In Avery County, Extension Director Jerry Moody, who is out for the week, told the Avery Journal-Times that the industry is currently “healthy.”

Moody said that $22 to $23 million (nearly 70 percent) of the $32 million of the annual agriculture revenue in the county is derived from Christmas tree production.

“The tree industry is healthy in this county,” Moody said. “It is no longer a cottage industry, trees are big business now.”

In January, Doug Hundley with the Avery County Cooperative Extension declared that the wholesale Christmas tree glut was officially over as wholesale prices increased and demand outpaced supply.

Hundley noted that the Christmas tree industry operates on a 10-year cycle.

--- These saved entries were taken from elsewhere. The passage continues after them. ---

#[cfg(test)]
mod tests {
    use super::*;
    use crate::filter::compile;

    fn result(rows: Vec<Vec<Value>>) -> QueryResult {
        QueryResult {
            columns: Vec::new(),
            rows,
            execution_time_ms: 0,
        }
    }

    #[test]
    fn test_route_limit_follows_filter_params() {
        let filter = compile(&FilterSpec::new().with_fare_range(Some(10.0), Some(40.0)));
        let statement = route_ranking_statement(&filter, SqlDialect::Postgres, 10);

        assert!(statement
            .sql
            .contains("WHERE t.fare_amount >= $1 AND t.fare_amount <= $2"));
        assert!(statement.sql.ends_with("LIMIT $3"));
        assert_eq!(
            statement.params,
            vec![Value::Float(10.0), Value::Float(40.0), Value::Int(10)]
        );
    }

    #[test]
    fn test_unfiltered_views_have_no_where() {
        let filter = compile(&FilterSpec::new());
        for statement in [
            heat_map_statement(&filter, SqlDialect::Postgres),
            time_series_statement(&filter),
            totals_statement(JOINED_TRIPS, &filter),
        ] {
            assert!(!statement.sql.contains("WHERE"));
            assert!(statement.params.is_empty());
        }
    }

    #[test]
    fn test_every_view_embeds_identical_predicate() {
        let spec = FilterSpec::new()
            .with_boroughs(["Manhattan"])
            .with_time_of_day("morning");
        let filter = compile(&spec);
        let predicate = filter.predicate();

        let statements = [
            route_ranking_statement(&filter, SqlDialect::Postgres, 10),
            heat_map_statement(&filter, SqlDialect::Postgres),
            time_series_statement(&filter),
            totals_statement(JOINED_TRIPS, &filter),
            listing_statement(&filter, SqlDialect::Postgres, Page::default()),
        ];
        for statement in statements {
            assert!(statement.sql.contains(&predicate));
            assert_eq!(&statement.params[..filter.params.len()], &filter.params[..]);
        }
    }

    #[test]
    fn test_listing_pages_after_filter_params() {
        let filter = compile(&FilterSpec::new().with_zone_ids([161]));
        let statement = listing_statement(
            &filter,
            SqlDialect::Sqlite,
            Page {
                limit: 25,
                offset: 50,
            },
        );

        assert!(statement.sql.contains("ORDER BY t.trip_id ASC"));
        assert!(statement.sql.ends_with("LIMIT ?3 OFFSET ?4"));
        assert_eq!(&statement.params[2..], &[Value::Int(25), Value::Int(50)]);
    }

    #[test]
    fn test_zero_fill_produces_24_hours_per_borough() {
        let rows = vec![
            vec![Value::from("Queens"), Value::Int(8), Value::Int(3), Value::Int(4)],
            vec![Value::from("Bronx"), Value::Int(23), Value::Int(1), Value::Int(1)],
            vec![Value::from("Queens"), Value::Int(0), Value::Int(2), Value::Int(2)],
        ];
        let cells = zero_fill_heat_map(&result(rows)).unwrap();

        assert_eq!(cells.len(), 2 * HOURS_PER_DAY);
        assert!(cells[..24].iter().all(|c| c.borough == "Bronx"));
        assert!(cells[24..].iter().all(|c| c.borough == "Queens"));
        for (i, cell) in cells[24..].iter().enumerate() {
            assert_eq!(cell.hour as usize, i);
        }
        assert_eq!(cells[23].trip_count, 1);
        assert_eq!(cells[24].trip_count, 2);
        assert_eq!(cells[24 + 8].passenger_count, 4);
        assert_eq!(cells[24 + 9].trip_count, 0);
    }

    #[test]
    fn test_zero_fill_drops_out_of_range_hours() {
        let rows = vec![vec![Value::from("Queens"), Value::Int(24), Value::Int(3), Value::Int(4)]];
        assert!(zero_fill_heat_map(&result(rows)).unwrap().is_empty());
    }

    #[test]
    fn test_malformed_ride_row_is_conversion_error() {
        let row = vec![
            Value::Int(1),
            Value::Int(4),
            Value::from("Alphabet City"),
            Value::Null,
            Value::Float(1.0),
            Value::Float(12.0),
            Value::Float(5.0),
        ];
        assert!(matches!(
            decode_ride(&row),
            Err(DatabaseError::ConversionError(_))
        ));
    }

    #[test]
    fn test_totals_with_null_averages() {
        let rows = vec![vec![Value::Int(0), Value::Null, Value::Null]];
        let totals = read_totals(&result(rows)).unwrap();
        assert_eq!(totals.total_trips, 0);
        assert_eq!(totals.avg_fare, None);
    }
}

“The bad news was the oversupply that we had for a number of years. Then the bright side to that, now that we have not enough trees, prices are going rise,” Hundley said in January. “Hopefully times will be good for several years.”

As for the choose-and-cut industry, it’s always been strong locally and offers another reason for people to come up to the High Country to enjoy a mountain experience.

“It provides a great opportunity to bring people into Boone and into the High Country,” Greene said.

Greene noted that historically, the prime choose-and-cut weekend is Thanksgiving Day weekend but more and more local farms are opening a week or even two weeks earlier.